Moving to a new state for your senior year of high school can’t be easy.
Tessa Cranston, 18, came to Medical Lake High School last year from Sanger, Texas, a small town just outside of Dallas/Fort Worth.
“People were a lot friendlier than I thought they were going to be,” Cranston said.
But going to a new school and meeting loads of new people wasn’t the biggest challenge Tessa was going to face during her senior year.
She had always had migraines – she’d been on medication for them since she was 10. She also had some head injuries growing up. But shortly after school began last fall, the medication seemed to stop working.
A doctor recommended she get an MRI and a neurologist diagnosed her with a Chiari malformation – a condition in which the base of her skull was pushing into the cerebellar tonsils in her brain. Cranston’s mother, Anita Cranston, said that doctors told her that between the ages of 16 and 18 the brain starts to grow faster, which is why Cranston’s headaches started to worsen when they did.
Doctors scheduled her for brain surgery right away.
“I wasn’t as scared as I thought I was going to be,” Cranston said. She said the recovery was harder than she expected, though.
She spent four days in intensive care and three days in a regular room in the hospital before she could come home. The headaches, however, came back in a way she had never had them before.
Doctors found that fluid had built up in her brain and tubes had to be put in to drain it.
Cranston was in the ICU for another two weeks.
“I had a ton of visitors,” she said.
When they asked her how she was feeling after this second surgery, Tessa realized she felt better than she had ever felt. Anita Cranston said that it had always looked like Tessa had a headache – a slight wrinkle in her forehead always told her when Tessa was having a migraine. But since the surgery, she doesn’t see that in her daughter anymore.
Cranston said she needed to learn patience during this ordeal. She also said that one of the hardest things she had to do was rely on other people, such as her mother.
“She calls me ‘my caretaker,’ ” her mother joked.
While Cranston was dealing with her health, she ended up missing around five months of school. She said the high school sent a tutor to her house to help with her school work.
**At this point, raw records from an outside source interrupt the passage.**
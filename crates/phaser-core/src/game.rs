use serde::{Deserialize, Serialize};

/// Kills that signal the deathmatch win condition to the server.
pub const DEATHMATCH_KILL_GOAL: u32 = 10;

/// Ruleset governing win conditions and connectivity requirements.
#[derive(Debug, Clone, Copy, Default, PartialEq, Eq, Hash, Serialize, Deserialize)]
#[serde(rename_all = "snake_case")]
pub enum GameMode {
    /// Shooting allowed while disconnected, no win condition.
    #[default]
    Free,
    /// Everyone else is hostile; kill goal is signalled to the server.
    Deathmatch,
    /// Same-team hits are suppressed locally.
    Team,
    CaptureFlag,
    Timed,
}

impl GameMode {
    /// Whether shots need a live server session in this mode.
    pub fn requires_server(self) -> bool {
        self != Self::Free
    }

    pub fn name(self) -> &'static str {
        match self {
            Self::Free => "FREE",
            Self::Deathmatch => "DEATHMATCH",
            Self::Team => "TEAM",
            Self::CaptureFlag => "CAPTURE_FLAG",
            Self::Timed => "TIMED",
        }
    }
}

impl std::fmt::Display for GameMode {
    fn fmt(&self, f: &mut std::fmt::Formatter<'_>) -> std::fmt::Result {
        f.write_str(self.name())
    }
}

/// Whether the player can currently shoot.
#[derive(Debug, Clone, Copy, Default, PartialEq, Eq, Hash, Serialize, Deserialize)]
#[serde(rename_all = "snake_case")]
pub enum SessionState {
    #[default]
    Active,
    Respawning,
}

impl std::fmt::Display for SessionState {
    fn fmt(&self, f: &mut std::fmt::Formatter<'_>) -> std::fmt::Result {
        f.write_str(match self {
            Self::Active => "ACTIVE",
            Self::Respawning => "RESPAWNING",
        })
    }
}

/// Session rules pushed by the server. Always replaced as a whole.
#[derive(Debug, Clone, PartialEq, Eq, Serialize, Deserialize)]
#[serde(default)]
pub struct GameConfig {
    pub mode: GameMode,
    pub max_ammo: u32,
    pub unlimited_ammo: bool,
    pub respawn_duration_ms: u64,
    pub max_hearts: u32,
}

impl Default for GameConfig {
    fn default() -> Self {
        Self {
            mode: GameMode::Free,
            max_ammo: 30,
            unlimited_ammo: false,
            respawn_duration_ms: 5000,
            max_hearts: 3,
        }
    }
}

/// Snapshot of the mutable session ledger. Every field of one snapshot
/// belongs to the same logical update.
#[derive(Debug, Clone, PartialEq, Eq, Serialize, Deserialize)]
pub struct GameStateData {
    pub session_state: SessionState,
    pub mode: GameMode,
    pub ammo: u32,
    pub kills: u32,
    pub deaths: u32,
    pub shots_fired: u32,
    pub hits_landed: u32,
    pub hearts_remaining: u32,
    /// Only set while respawning.
    pub respawn_deadline_ms: Option<u64>,
}

impl GameStateData {
    pub fn new(config: &GameConfig) -> Self {
        Self {
            session_state: SessionState::Active,
            mode: config.mode,
            ammo: config.max_ammo,
            kills: 0,
            deaths: 0,
            shots_fired: 0,
            hits_landed: 0,
            hearts_remaining: config.max_hearts,
            respawn_deadline_ms: None,
        }
    }

    /// True while the deathmatch kill goal is met.
    pub fn goal_reached(&self) -> bool {
        self.mode == GameMode::Deathmatch && self.kills >= DEATHMATCH_KILL_GOAL
    }
}

/// Why the trigger did not produce a shot.
#[derive(Debug, Clone, Copy, PartialEq, Eq)]
pub enum ShotRejection {
    Respawning,
    ServerRequired(GameMode),
    OutOfAmmo,
}

impl std::fmt::Display for ShotRejection {
    fn fmt(&self, f: &mut std::fmt::Formatter<'_>) -> std::fmt::Result {
        match self {
            Self::Respawning => write!(f, "respawning"),
            Self::ServerRequired(mode) => write!(f, "{mode} requires a server connection"),
            Self::OutOfAmmo => write!(f, "out of ammo"),
        }
    }
}

/// How a wireless HIT_EVENT addressed to this device is applied.
///
/// The receiving device cannot tell from the envelope alone whether it
/// scored the hit or took it, so the interpretation is configuration.
#[derive(Debug, Clone, Copy, Default, PartialEq, Eq, Serialize, Deserialize)]
#[serde(rename_all = "snake_case")]
pub enum HitConfirmationPolicy {
    /// Record both a hit taken and a kill scored.
    #[default]
    Conflated,
    /// The envelope reports that this device was hit.
    TargetOnly,
    /// The envelope confirms that this device's shot landed.
    ShooterOnly,
}

impl HitConfirmationPolicy {
    pub fn records_hit(self) -> bool {
        matches!(self, Self::Conflated | Self::TargetOnly)
    }

    pub fn records_kill(self) -> bool {
        matches!(self, Self::Conflated | Self::ShooterOnly)
    }
}
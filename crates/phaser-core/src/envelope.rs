use serde::{Deserialize, Serialize};

use crate::identity::{DeviceId, DeviceIdentity, PlayerColor, PlayerId, TeamId};

/// Current wireless envelope version.
pub const ENVELOPE_VERSION: u8 = 1;

/// Wireless event discriminator.
#[derive(Debug, Clone, Copy, PartialEq, Eq, Hash, Serialize, Deserialize)]
#[repr(u8)]
pub enum EnvelopeKind {
    Shot = 1,
    HitEvent = 2,
    Heartbeat = 3,
    Respawn = 4,
}

impl EnvelopeKind {
    /// Kinds whose payload mirrors an optical message.
    pub fn carries_optical_payload(self) -> bool {
        matches!(self, Self::Shot | Self::HitEvent)
    }
}

/// One event as broadcast on the wireless channel.
#[derive(Debug, Clone, PartialEq, Eq, Serialize, Deserialize)]
pub struct ShotEnvelope {
    pub kind: EnvelopeKind,
    pub version: u8,
    pub player_id: PlayerId,
    pub device_id: DeviceId,
    pub team_id: TeamId,
    pub color: PlayerColor,
    /// Mirrors the optical message bits.
    pub payload: u32,
    pub timestamp_ms: u32,
}

impl ShotEnvelope {
    pub fn from_identity(
        kind: EnvelopeKind,
        identity: &DeviceIdentity,
        payload: u32,
        timestamp_ms: u32,
    ) -> Self {
        Self {
            kind,
            version: ENVELOPE_VERSION,
            player_id: identity.player_id,
            device_id: identity.device_id,
            team_id: identity.team_id,
            color: identity.color,
            payload,
            timestamp_ms,
        }
    }
}

/// A received envelope together with the link address it came from.
#[derive(Debug, Clone, PartialEq, Eq)]
pub struct Envelope {
    pub src: LinkAddr,
    pub msg: ShotEnvelope,
}

/// Six-byte radio link address.
#[derive(Debug, Clone, Copy, PartialEq, Eq, Hash, PartialOrd, Ord, Serialize, Deserialize)]
pub struct LinkAddr(pub [u8; 6]);

impl LinkAddr {
    pub const BROADCAST: LinkAddr = LinkAddr([0xFF; 6]);

    pub fn octets(&self) -> [u8; 6] {
        self.0
    }
}

impl std::fmt::Display for LinkAddr {
    fn fmt(&self, f: &mut std::fmt::Formatter<'_>) -> std::fmt::Result {
        let [a, b, c, d, e, g] = self.0;
        write!(f, "{a:02X}:{b:02X}:{c:02X}:{d:02X}:{e:02X}:{g:02X}")
    }
}

#[derive(Debug, Clone, PartialEq, Eq)]
pub enum PeerParseError {
    InvalidAddress(String),
    Broadcast,
}

impl std::fmt::Display for PeerParseError {
    fn fmt(&self, f: &mut std::fmt::Formatter<'_>) -> std::fmt::Result {
        match self {
            Self::InvalidAddress(s) => write!(f, "invalid link address: {s:?}"),
            Self::Broadcast => write!(f, "broadcast address cannot be a peer"),
        }
    }
}

impl std::error::Error for PeerParseError {}

impl std::str::FromStr for LinkAddr {
    type Err = PeerParseError;

    fn from_str(s: &str) -> Result<Self, Self::Err> {
        let invalid = || PeerParseError::InvalidAddress(s.to_string());
        let mut octets = [0u8; 6];
        let mut parts = s.trim().split([':', '-']);
        for octet in &mut octets {
            let part = parts.next().ok_or_else(invalid)?;
            if part.len() != 2 {
                return Err(invalid());
            }
            *octet = u8::from_str_radix(part, 16).map_err(|_| invalid())?;
        }
        if parts.next().is_some() {
            return Err(invalid());
        }
        Ok(LinkAddr(octets))
    }
}

/// Ordered, duplicate-free allow-list of wireless peers.
#[derive(Debug, Clone, Default, PartialEq, Eq)]
pub struct PeerSet {
    peers: Vec<LinkAddr>,
}

impl PeerSet {
    /// Parse a comma-separated address list. Blank entries are skipped and
    /// duplicates keep their first position.
    pub fn from_csv(csv: &str) -> Result<Self, PeerParseError> {
        let mut set = Self::default();
        for entry in csv.split(',').map(str::trim).filter(|e| !e.is_empty()) {
            let addr: LinkAddr = entry.parse()?;
            if addr == LinkAddr::BROADCAST {
                return Err(PeerParseError::Broadcast);
            }
            set.insert(addr);
        }
        Ok(set)
    }

    pub fn to_csv(&self) -> String {
        self.peers
            .iter()
            .map(ToString::to_string)
            .collect::<Vec<_>>()
            .join(",")
    }

    /// Returns false if the address was already present.
    pub fn insert(&mut self, addr: LinkAddr) -> bool {
        if self.peers.contains(&addr) {
            return false;
        }
        self.peers.push(addr);
        true
    }

    pub fn contains(&self, addr: &LinkAddr) -> bool {
        self.peers.contains(addr)
    }

    pub fn len(&self) -> usize {
        self.peers.len()
    }

    pub fn is_empty(&self) -> bool {
        self.peers.is_empty()
    }

    pub fn iter(&self) -> impl Iterator<Item = &LinkAddr> {
        self.peers.iter()
    }
}
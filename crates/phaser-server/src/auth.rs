use axum::body::Body;
use axum::extract::Request;
use axum::http::{HeaderMap, StatusCode};
use axum::middleware::Next;
use axum::response::Response;

/// Admin API authentication.
#[derive(Clone, Default)]
pub struct AuthConfig {
    /// Bearer token for REST API access. None = auth disabled.
    pub bearer_token: Option<String>,
}

impl AuthConfig {
    /// Whether an `Authorization` header value grants access.
    pub fn permits(&self, header: Option<&str>) -> bool {
        let Some(expected) = &self.bearer_token else {
            return true;
        };
        header.and_then(|v| v.strip_prefix("Bearer ")) == Some(expected.as_str())
    }
}

/// Axum middleware that validates Bearer token authentication. Expects the
/// `AuthConfig` in request extensions; without one, requests pass.
pub async fn bearer_auth_middleware(
    headers: HeaderMap,
    request: Request<Body>,
    next: Next,
) -> Result<Response, StatusCode> {
    let auth_config = request
        .extensions()
        .get::<AuthConfig>()
        .cloned()
        .unwrap_or_default();

    let provided = headers.get("authorization").and_then(|v| v.to_str().ok());
    if !auth_config.permits(provided) {
        return Err(StatusCode::UNAUTHORIZED);
    }

    Ok(next.run(request).await)
}
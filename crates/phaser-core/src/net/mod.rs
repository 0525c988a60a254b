pub mod frame;
pub mod messages;
pub mod protocol;
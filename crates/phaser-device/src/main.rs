use std::sync::Arc;
use std::time::Duration;

use tokio::sync::mpsc;
use tokio_util::sync::CancellationToken;
use tracing_subscriber::EnvFilter;

use phaser_core::storage::{KeyValueStore, MemoryStore};
use phaser_core::time::MonotonicClock;
use phaser_device::config::DeviceConfig;
use phaser_device::input::{InputEvent, auto_fire};
use phaser_device::optical::LoggingPin;
use phaser_device::persist::FileStore;
use phaser_device::wireless::UdpMedium;
use phaser_device::{Board, ExitReason};

#[tokio::main]
async fn main() {
    tracing_subscriber::fmt()
        .with_env_filter(EnvFilter::from_default_env())
        .init();

    let config = DeviceConfig::load();
    if let Err(e) = config.validate() {
        tracing::error!("Invalid configuration: {e}");
        std::process::exit(1);
    }

    loop {
        match run_once(&config).await {
            Ok(ExitReason::FactoryReset) => {
                tracing::warn!("Factory reset complete, restarting");
            },
            Ok(ExitReason::Shutdown) => break,
            Err(e) => {
                tracing::error!("Device failed to start: {e}");
                std::process::exit(1);
            },
        }
    }
    tracing::info!("Phaser device stopped");
}

async fn run_once(config: &DeviceConfig) -> Result<ExitReason, phaser_device::DeviceError> {
    let kv: Arc<dyn KeyValueStore> = match FileStore::open(&config.storage_path) {
        Ok(store) => Arc::new(store),
        Err(e) => {
            tracing::warn!("State file unusable, running without persistence: {e}");
            Arc::new(MemoryStore::new())
        },
    };

    let identity = phaser_device::runtime::resolve_identity(config, Arc::clone(&kv))?;
    let medium = if config.wireless.enabled {
        let port = UdpMedium::channel_port(config.wireless.base_port, config.wireless.channel);
        match UdpMedium::bind(
            config.link_addr(identity.device_id),
            config.wireless.bind_ip,
            config.wireless.broadcast_ip,
            port,
        )
        .await
        {
            Ok(medium) => Some(medium),
            Err(e) => {
                tracing::warn!(port, "Wireless medium unavailable: {e}");
                None
            },
        }
    } else {
        None
    };

    let (inputs_tx, inputs_rx) = mpsc::channel::<InputEvent>(16);
    let board = Board {
        pin: LoggingPin::new(config.optical.pin),
        medium,
        inputs: inputs_rx,
        clock: Arc::new(MonotonicClock::new()),
    };
    let device = phaser_device::start(config, kv, board)?;

    let host = CancellationToken::new();
    if let Some(period) = config.input.auto_fire_ms {
        tokio::spawn(auto_fire(
            inputs_tx.clone(),
            Duration::from_millis(period),
            host.clone(),
        ));
    }

    let store = device.store().clone();
    let shutdown = device.shutdown_handle();
    let mut device_task = tokio::spawn(device.wait());
    let reason = tokio::select! {
        reason = &mut device_task => reason.unwrap_or(ExitReason::Shutdown),
        _ = tokio::signal::ctrl_c() => {
            tracing::info!("Shutdown requested");
            shutdown.cancel();
            let _ = device_task.await;
            ExitReason::Shutdown
        },
    };
    host.cancel();
    let snap = store.snapshot();
    tracing::info!(
        shots = snap.shots_fired,
        kills = snap.kills,
        deaths = snap.deaths,
        "Session summary"
    );
    Ok(reason)
}
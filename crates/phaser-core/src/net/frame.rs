//! Wireless frame sealing.
//!
//! A frame is the MessagePack-encoded envelope followed by a truncated
//! HMAC-SHA256 tag keyed with the pre-shared key. The tag keeps devices from
//! other sessions (different key) and line noise out of the game state; it is
//! a validity check, not an authentication scheme.

use hmac::{Hmac, Mac};
use sha2::Sha256;

use crate::envelope::{ENVELOPE_VERSION, ShotEnvelope};

type HmacSha256 = Hmac<Sha256>;

/// Largest frame the radio accepts in one transmission.
pub const MAX_FRAME_SIZE: usize = 250;

/// Truncated tag length in bytes.
pub const TAG_LEN: usize = 16;

#[derive(Debug, Clone, PartialEq, Eq)]
pub enum FrameError {
    TooShort(usize),
    TooLarge(usize),
    BadTag,
    UnsupportedVersion(u8),
    InvalidKey,
    SerializeError(String),
    DeserializeError(String),
}

impl std::fmt::Display for FrameError {
    fn fmt(&self, f: &mut std::fmt::Formatter<'_>) -> std::fmt::Result {
        match self {
            Self::TooShort(len) => write!(f, "frame too short: {len} bytes"),
            Self::TooLarge(len) => {
                write!(f, "frame too large: {len} bytes (max {MAX_FRAME_SIZE})")
            },
            Self::BadTag => write!(f, "frame tag mismatch"),
            Self::UnsupportedVersion(v) => write!(f, "unsupported envelope version {v}"),
            Self::InvalidKey => write!(f, "invalid pre-shared key"),
            Self::SerializeError(e) => write!(f, "serialize error: {e}"),
            Self::DeserializeError(e) => write!(f, "deserialize error: {e}"),
        }
    }
}

impl std::error::Error for FrameError {}

fn mac_for(key: &[u8], body: &[u8]) -> Result<HmacSha256, FrameError> {
    if key.is_empty() {
        return Err(FrameError::InvalidKey);
    }
    let mut mac = HmacSha256::new_from_slice(key).map_err(|_| FrameError::InvalidKey)?;
    mac.update(body);
    Ok(mac)
}

/// Serialize and seal an envelope for broadcast.
pub fn seal_envelope(envelope: &ShotEnvelope, key: &[u8]) -> Result<Vec<u8>, FrameError> {
    let mut frame =
        rmp_serde::to_vec(envelope).map_err(|e| FrameError::SerializeError(e.to_string()))?;
    let tag = mac_for(key, &frame)?.finalize().into_bytes();
    frame.extend_from_slice(&tag[..TAG_LEN]);
    if frame.len() > MAX_FRAME_SIZE {
        return Err(FrameError::TooLarge(frame.len()));
    }
    Ok(frame)
}

/// Verify and decode a received frame.
pub fn open_envelope(frame: &[u8], key: &[u8]) -> Result<ShotEnvelope, FrameError> {
    if frame.len() > MAX_FRAME_SIZE {
        return Err(FrameError::TooLarge(frame.len()));
    }
    if frame.len() <= TAG_LEN {
        return Err(FrameError::TooShort(frame.len()));
    }
    let (body, tag) = frame.split_at(frame.len() - TAG_LEN);
    mac_for(key, body)?
        .verify_truncated_left(tag)
        .map_err(|_| FrameError::BadTag)?;
    let envelope: ShotEnvelope =
        rmp_serde::from_slice(body).map_err(|e| FrameError::DeserializeError(e.to_string()))?;
    if envelope.version != ENVELOPE_VERSION {
        return Err(FrameError::UnsupportedVersion(envelope.version));
    }
    Ok(envelope)
}

#[cfg(test)]
mod tests {
    use super::*;
    use crate::envelope::EnvelopeKind;
    use crate::identity::PlayerColor;

    const KEY: &[u8] = b"phaser-test-key!";

    fn envelope() -> ShotEnvelope {
        ShotEnvelope {
            kind: EnvelopeKind::HitEvent,
            version: ENVELOPE_VERSION,
            player_id: 2,
            device_id: 5,
            team_id: 1,
            color: PlayerColor::for_team(1),
            payload: 0x5a13,
            timestamp_ms: 123_456,
        }
    }

    #[test]
    fn sealed_frame_opens_with_same_key() {
        let frame = seal_envelope(&envelope(), KEY).unwrap();
        assert!(frame.len() <= MAX_FRAME_SIZE);
        assert_eq!(open_envelope(&frame, KEY).unwrap(), envelope());
    }

    #[test]
    fn wrong_key_is_rejected() {
        let frame = seal_envelope(&envelope(), KEY).unwrap();
        assert_eq!(
            open_envelope(&frame, b"another-session"),
            Err(FrameError::BadTag)
        );
    }

    #[test]
    fn tampered_body_is_rejected() {
        let mut frame = seal_envelope(&envelope(), KEY).unwrap();
        frame[1] ^= 0x01;
        assert_eq!(open_envelope(&frame, KEY), Err(FrameError::BadTag));
    }

    #[test]
    fn short_and_oversized_frames_are_rejected() {
        assert_eq!(open_envelope(&[0; 4], KEY), Err(FrameError::TooShort(4)));
        assert_eq!(
            open_envelope(&[0; MAX_FRAME_SIZE + 1], KEY),
            Err(FrameError::TooLarge(MAX_FRAME_SIZE + 1))
        );
    }

    #[test]
    fn future_version_is_rejected() {
        let mut env = envelope();
        env.version = ENVELOPE_VERSION + 1;
        let frame = seal_envelope(&env, KEY).unwrap();
        assert_eq!(
            open_envelope(&frame, KEY),
            Err(FrameError::UnsupportedVersion(ENVELOPE_VERSION + 1))
        );
    }

    #[test]
    fn empty_key_is_invalid() {
        assert_eq!(seal_envelope(&envelope(), b""), Err(FrameError::InvalidKey));
    }
}
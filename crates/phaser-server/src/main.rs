use tokio::net::TcpListener;
use tracing_subscriber::EnvFilter;

use phaser_server::config::ServerConfig;

#[tokio::main]
async fn main() {
    tracing_subscriber::fmt()
        .with_env_filter(EnvFilter::from_default_env())
        .init();

    let config = ServerConfig::load();
    if let Err(e) = config.validate() {
        tracing::error!("invalid configuration: {e}");
        std::process::exit(1);
    }

    let listener = match TcpListener::bind(&config.listen_addr).await {
        Ok(l) => l,
        Err(e) => {
            tracing::error!(addr = %config.listen_addr, "failed to bind: {e}");
            std::process::exit(1);
        },
    };
    tracing::info!(
        addr = %config.listen_addr,
        mode = %config.game.mode,
        "Phaser server listening"
    );

    if let Err(e) = phaser_server::serve(listener, config).await {
        tracing::error!("server error: {e}");
        std::process::exit(1);
    }
}
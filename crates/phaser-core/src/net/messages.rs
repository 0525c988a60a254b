use serde::{Deserialize, Serialize};

use crate::game::{GameConfig, GameMode, SessionState};
use crate::identity::{DeviceId, DeviceIdentity, PlayerId};

/// Session message type discriminator.
#[derive(Debug, Clone, Copy, PartialEq, Eq, Serialize, Deserialize)]
#[repr(u8)]
pub enum MessageType {
    // Device -> Server
    Register = 0x01,
    Heartbeat = 0x02,
    ShotFired = 0x03,
    RespawnComplete = 0x04,
    HitReport = 0x05,

    // Server -> Device
    RegisterAck = 0x10,
    HitVerdict = 0x11,
    GameState = 0x12,
    ConfigUpdate = 0x13,
}

impl MessageType {
    pub fn from_byte(b: u8) -> Option<Self> {
        match b {
            0x01 => Some(Self::Register),
            0x02 => Some(Self::Heartbeat),
            0x03 => Some(Self::ShotFired),
            0x04 => Some(Self::RespawnComplete),
            0x05 => Some(Self::HitReport),
            0x10 => Some(Self::RegisterAck),
            0x11 => Some(Self::HitVerdict),
            0x12 => Some(Self::GameState),
            0x13 => Some(Self::ConfigUpdate),
            _ => None,
        }
    }
}

// ---------------------------------------------------------------------------
// Device -> Server
// ---------------------------------------------------------------------------

#[derive(Debug, Clone, PartialEq, Eq, Serialize, Deserialize)]
pub struct RegisterMsg {
    pub identity: DeviceIdentity,
    pub protocol_version: u8,
}

#[derive(Debug, Clone, PartialEq, Eq, Serialize, Deserialize)]
pub struct HeartbeatMsg {
    pub device_id: DeviceId,
    pub uptime_ms: u64,
    pub ammo: u32,
    pub kills: u32,
    pub deaths: u32,
    pub session_state: SessionState,
    /// Deathmatch kill goal met.
    pub goal_reached: bool,
}

#[derive(Debug, Clone, PartialEq, Eq, Serialize, Deserialize)]
pub struct ShotFiredMsg {
    pub device_id: DeviceId,
    pub counter: u32,
    pub timestamp_ms: u32,
}

#[derive(Debug, Clone, PartialEq, Eq, Serialize, Deserialize)]
pub struct RespawnCompleteMsg {
    pub device_id: DeviceId,
    pub timestamp_ms: u32,
}

/// A locally sensed hit submitted for arbitration.
#[derive(Debug, Clone, PartialEq, Eq, Serialize, Deserialize)]
pub struct HitReportMsg {
    pub shooter_id: PlayerId,
    pub target_id: PlayerId,
    /// Optical message bits carried by the triggering envelope.
    pub payload: u32,
}

#[derive(Debug, Clone, PartialEq, Eq)]
pub enum ClientMessage {
    Register(RegisterMsg),
    Heartbeat(HeartbeatMsg),
    ShotFired(ShotFiredMsg),
    RespawnComplete(RespawnCompleteMsg),
    HitReport(HitReportMsg),
}

// ---------------------------------------------------------------------------
// Server -> Device
// ---------------------------------------------------------------------------

#[derive(Debug, Clone, PartialEq, Eq, Serialize, Deserialize)]
pub struct RegisterAckMsg {
    pub success: bool,
    pub error: Option<String>,
}

#[derive(Debug, Clone, PartialEq, Eq, Serialize, Deserialize)]
pub struct HitVerdictMsg {
    pub shooter_id: PlayerId,
    pub target_id: PlayerId,
    pub valid: bool,
}

#[derive(Debug, Clone, PartialEq, Eq, Serialize, Deserialize)]
pub struct GameStateMsg {
    pub mode: GameMode,
    pub session_state: SessionState,
}

#[derive(Debug, Clone, PartialEq, Eq, Serialize, Deserialize)]
pub struct ConfigUpdateMsg {
    pub config: GameConfig,
}

#[derive(Debug, Clone, PartialEq, Eq)]
pub enum ServerMessage {
    RegisterAck(RegisterAckMsg),
    HitVerdict(HitVerdictMsg),
    GameState(GameStateMsg),
    ConfigUpdate(ConfigUpdateMsg),
}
When she graduates on Saturday, she will have a grade-point average of 3.96.
It probably comes to no surprise to her mother, who describes Cranston as very smart, driven, focused and independent.
And now that she’s feeling better, she has been able to return to her horse, Top Gun – the family likes to call him Gunner.
The two recently made a trip to Pasco to compete at the state equestrian tournament. After taking about six months off of training, the pair still earned first place in the dressage competition.
Gunner used to be jittery at competitions, and at this one a loud elevator noise went off right before the two were to compete.
“She told me, ‘I jumped and I looked down and he was still there,’ ” Anita Cranston said. “He’s just a phenomenal show pony.”
“He did really good,” Tessa Cranston agreed.
After she graduates, Cranston plans to visit friends in Texas. Then, she’s going to come back here and find a job, hopefully working with horses, even mucking out stalls.
She’ll attend Spokane Falls Community College before finding a college with an equestrian program. She would like to get her degree in horse training.
Her mother was excited about the win at the state competition after all they had been through.
“I just wanted her to have one thing that, looking back on her senior year, wasn’t terrible.”